Senate GOP leaders are growing concerned their party’s debt limit standoff with the White House could derail another top policy priority: the $1 trillion farm bill.
The massive piece of legislation serves as a key lifeline for not only the agricultural-heavy home states of nearly every Senate Republican leader, but for the rural economy in states like Montana, Ohio and Pennsylvania that the party hopes to win back in 2024.
The broad funding cuts and new restrictions on anti-hunger programs that House Republicans are clamoring for in a debt-limit deal are likely to bleed into the 2023 farm bill, threatening to delay and possibly derail the legislation, which would reauthorize U.S. food and agriculture spending for the next decade. Without it, key agriculture programs begin to expire at the end of September. Even passing a slimmed-down version of the bill would be a political blow for GOP leaders like Senate Minority Leader Mitch McConnell and his top lieutenant Senate Minority Whip John Thune (R-S.D.) back home, not to mention for their hopes of retaking the Senate next year.
“They’re related for sure,” Thune said of the debt limit talks and farm bill. “For better or worse, pretty much everything that we're going to do subsequent to the debt limit discussion depends on how all that plays out.”
Fresh in Senate GOP leaders’ minds: The 2011 sequestration fight, which resulted in steep spending cuts to farm safety net programs popular among Republicans. One Senate GOP aide, who was granted anonymity to discuss internal discussions, warned that any “across-the-board cuts [included in legislation to raise the debt limit], may effectively reduce the investments we are able to make in the farm safety net, trade, research, and other priorities.” The person added that "debt ceiling negotiators need to use a scalpel, not an ax.”
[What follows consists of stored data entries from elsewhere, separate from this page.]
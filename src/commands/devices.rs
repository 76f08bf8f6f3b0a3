use anyhow::Result;
use clap::ArgMatches;
use colored::*;

use crate::core::config::Config;
use crate::core::devices::{DeviceCatalog, DeviceDiscovery, DeviceKind};

pub async fn execute(matches: &ArgMatches, config: &Config) -> Result<()> {
    let catalog = DeviceDiscovery::new(&config.gpu_tool).discover().await;

    if matches.get_flag("json") {
        println!("{}", serde_json::to_string_pretty(&catalog)?);
        return Ok(());
    }

    print_catalog(&catalog);
    Ok(())
}

fn print_catalog(catalog: &DeviceCatalog) {
    println!("{}", "Devices".cyan().bold());
    println!();

    for device in catalog.devices() {
        let kind = match device.kind {
            DeviceKind::Cpu => "cpu".green(),
            DeviceKind::Gpu => "gpu".magenta(),
            DeviceKind::Npu => "npu".blue(),
            DeviceKind::Camera => "camera".yellow(),
        };
        let bus = device
            .bus_address
            .as_ref()
            .map(|b| format!(" [{}]", b))
            .unwrap_or_default();

        println!(
            "  {:<10} {:<8} {}{}",
            device.id.bold(),
            kind,
            device.name,
            bus.dimmed()
        );
    }

    if catalog.of_kind(DeviceKind::Gpu).next().is_none() {
        println!();
        println!(
            "{}",
            "No GPU found; GPU metrics will report as unsupported.".dimmed()
        );
    }
}
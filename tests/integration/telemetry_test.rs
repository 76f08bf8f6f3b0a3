// Telemetry runtime tests with stub sources and a mocked power daemon

use async_trait::async_trait;
use edgeboard::core::devices::{DeviceCatalog, DeviceDescriptor};
use edgeboard::core::telemetry::sources::PowerSource;
use edgeboard::core::telemetry::{
    AggregatedSnapshot, MetricSample, MetricSource, PollPolicy, SourceKind, SourceScope,
    TelemetryRuntime,
};
use mockito::Server;
use std::sync::atomic::{AtomicU32, Ordering};
use std::sync::Arc;
use std::time::Duration;

struct ConstantCpu;

#[async_trait]
impl MetricSource for ConstantCpu {
    fn kind(&self) -> SourceKind {
        SourceKind::Cpu
    }

    fn scope(&self) -> SourceScope {
        SourceScope::Machine
    }

    async fn sample(&self, _device: Option<&DeviceDescriptor>) -> MetricSample {
        MetricSample::reading(SourceKind::Cpu, None, 42.0)
    }
}

struct CountingNpu {
    calls: AtomicU32,
}

#[async_trait]
impl MetricSource for CountingNpu {
    fn kind(&self) -> SourceKind {
        SourceKind::Npu
    }

    fn scope(&self) -> SourceScope {
        SourceScope::Machine
    }

    async fn sample(&self, _device: Option<&DeviceDescriptor>) -> MetricSample {
        let n = self.calls.fetch_add(1, Ordering::SeqCst);
        MetricSample::reading(SourceKind::Npu, None, n as f64)
    }
}

fn policy(interval_ms: u64) -> PollPolicy {
    PollPolicy {
        interval: Duration::from_millis(interval_ms),
        timeout: Some(Duration::from_millis(500)),
        retry_limit: 0,
        retry_delay: Duration::from_millis(1),
    }
}

async fn wait_for(
    runtime: &TelemetryRuntime,
    predicate: impl Fn(&AggregatedSnapshot) -> bool,
) -> Arc<AggregatedSnapshot> {
    let mut rx = runtime.subscribe();
    tokio::time::timeout(Duration::from_secs(5), async {
        loop {
            let snapshot = rx.borrow_and_update().clone();
            if predicate(&snapshot) {
                return snapshot;
            }
            rx.changed().await.unwrap();
        }
    })
    .await
    .expect("snapshot condition not reached in time")
}

#[tokio::test]
async fn test_failing_power_does_not_affect_cpu() {
    let mut server = Server::new_async().await;
    server
        .mock("GET", "/persecond")
        .with_status(500)
        .expect_at_least(1)
        .create_async()
        .await;

    let power: Arc<dyn MetricSource> =
        Arc::new(PowerSource::with_base_url(&server.url()).with_platform_support(true));
    let runtime = TelemetryRuntime::start(
        vec![
            (Arc::new(ConstantCpu), policy(50)),
            (power, policy(50)),
        ],
        DeviceCatalog::default(),
    );

    let snapshot = wait_for(&runtime, |s| {
        s.source(SourceKind::Power)
            .is_some_and(|p| p.updated_at.is_some())
            && s.source(SourceKind::Cpu)
                .is_some_and(|c| c.updated_at.is_some())
    })
    .await;

    assert_eq!(
        snapshot
            .sample(SourceKind::Cpu, None)
            .and_then(|s| s.value()),
        Some(42.0)
    );
    assert!(!snapshot.source(SourceKind::Cpu).unwrap().has_error);

    let power = snapshot.source(SourceKind::Power).unwrap();
    assert!(power.has_error);
    assert!(power.last_error.as_deref().unwrap().contains("500"));
    assert!(snapshot.has_errors);

    runtime.shutdown().await;
}

#[tokio::test]
async fn test_power_reading_reaches_snapshot() {
    let mut server = Server::new_async().await;
    server
        .mock("GET", "/persecond")
        .with_status(200)
        .with_header("content-type", "application/json")
        .with_body(
            r#"{"Interval us": 2000000, "Uncore Aggregate": {"Uncore Counters": {"Package Joules Consumed": 30.0}}}"#,
        )
        .create_async()
        .await;

    let power: Arc<dyn MetricSource> =
        Arc::new(PowerSource::with_base_url(&server.url()).with_platform_support(true));
    let runtime = TelemetryRuntime::start(vec![(power, policy(50))], DeviceCatalog::default());

    let snapshot = wait_for(&runtime, |s| s.sample(SourceKind::Power, None).is_some()).await;
    assert_eq!(
        snapshot
            .sample(SourceKind::Power, None)
            .and_then(|s| s.value()),
        Some(15.0)
    );
    assert!(!snapshot.has_errors);

    runtime.shutdown().await;
}

#[tokio::test]
async fn test_manual_refresh_polls_immediately() {
    let npu = Arc::new(CountingNpu {
        calls: AtomicU32::new(0),
    });
    // Long interval: only the first tick and manual refreshes poll
    let runtime = TelemetryRuntime::start(
        vec![(npu.clone() as Arc<dyn MetricSource>, policy(60_000))],
        DeviceCatalog::default(),
    );

    wait_for(&runtime, |s| s.sample(SourceKind::Npu, None).is_some()).await;
    assert!(runtime.refresh(SourceKind::Npu));

    let snapshot = wait_for(&runtime, |s| {
        s.sample(SourceKind::Npu, None)
            .and_then(|sample| sample.value())
            .is_some_and(|v| v >= 1.0)
    })
    .await;
    assert!(snapshot.sample(SourceKind::Npu, None).is_some());
    assert!(npu.calls.load(Ordering::SeqCst) >= 2);

    runtime.shutdown().await;
}

#[tokio::test]
async fn test_shutdown_stops_polling() {
    let npu = Arc::new(CountingNpu {
        calls: AtomicU32::new(0),
    });
    let runtime = TelemetryRuntime::start(
        vec![(npu.clone() as Arc<dyn MetricSource>, policy(10))],
        DeviceCatalog::default(),
    );
    wait_for(&runtime, |s| s.sample(SourceKind::Npu, None).is_some()).await;

    runtime.shutdown().await;
    let after_shutdown = npu.calls.load(Ordering::SeqCst);
    tokio::time::sleep(Duration::from_millis(100)).await;
    assert_eq!(npu.calls.load(Ordering::SeqCst), after_shutdown);
}

#[tokio::test]
async fn test_snapshot_serializes_for_export() {
    let runtime = TelemetryRuntime::start(
        vec![(Arc::new(ConstantCpu) as Arc<dyn MetricSource>, policy(50))],
        DeviceCatalog::default(),
    );
    let snapshot = wait_for(&runtime, |s| s.is_settled() && s.sample(SourceKind::Cpu, None).is_some()).await;

    let json = serde_json::to_value(&*snapshot).unwrap();
    assert_eq!(json["is_loading"], false);
    assert!(json["sources"]["cpu"]["samples"].is_object());

    runtime.shutdown().await;
}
Thune and Sen. Joni Ernst of Iowa, the No. 4 Republican in the upper chamber, are now among the handful of GOP leaders navigating the debt talks with the White House and the upcoming budget negotiations while trying to protect key farm bill funding. Ernst acknowledged the three legislative efforts are becoming increasingly entangled. As a result, the farm bill timeline could slip.
“We anticipate it's going to take a while to get the farm bill done. Sooner is better than later, but it could take a little bit longer,” Ernst said.
GOP senators are largely supportive of their House colleagues’ demand for cuts to nutrition spending, which ballooned during the pandemic. But they’re less enthusiastic about the idea of slashing key farm safety net programs they’ve long tried to protect.
Sen. Chuck Grassley (R-Iowa) said that he expects Senate Republican leaders will likely need to step in to protect certain pots of farm bill funding from House GOP cuts given “the importance of agriculture to our entire economy.”
While Senate GOP leaders haven’t drawn any redlines, Thune has noted the importance of the farm bill to the rural voters his party relies on. “I think the [House Republican] leadership … understands even though on their right they've been getting a lot of pressure to cut, cut, cut in different areas, there are also a lot of members from agricultural states who need a farm bill,” said Thune. That includes his own state, South Dakota, where agriculture is the largest industry.
And, he pointed out, “If you look at our map in 2024, we got a lot of rural state Republicans who are up.”
Up to this point, McConnell and Senate Republicans have deferred to House Republicans in the debt limit negotiations with the White House, even as the U.S. inches closer to the June 1 date when the nation could hit its debt limit, according to Treasury Secretary Janet Yellen. But McConnell will be attending a White House meeting Tuesday with Biden, House Speaker Kevin McCarthy and Senate Majority Leader Chuck Schumer, which members of both parties are hoping could help begin to break the logjam.
Democrats, meanwhile, are warning that House Republicans’ proposals to slash spending as part of the debt limit deal threaten the viability of the traditionally bipartisan farm bill on Capitol Hill. Democrats are particularly incensed by the GOP push to expand work requirements for the Supplemental Nutrition Assistance Program — the nation’s leading anti-hunger program for low-income Americans, which accounts for approximately 80 percent of farm bill funding.
Senate Agriculture Chair Debbie Stabenow (D-Mich.), who is also a member of Democratic Senate leadership, has warned the proposed spending cuts in the House GOP debt legislation would also hit key parts of the farm bill — including critical risk management programs for crop farmers that are still being impacted by the 2011 spending cuts.
“If the Republicans want to tank a farm bill that's up to them,” Stabenow said in an interview. “This is the most important rural economic development and farmer safety net in our country.”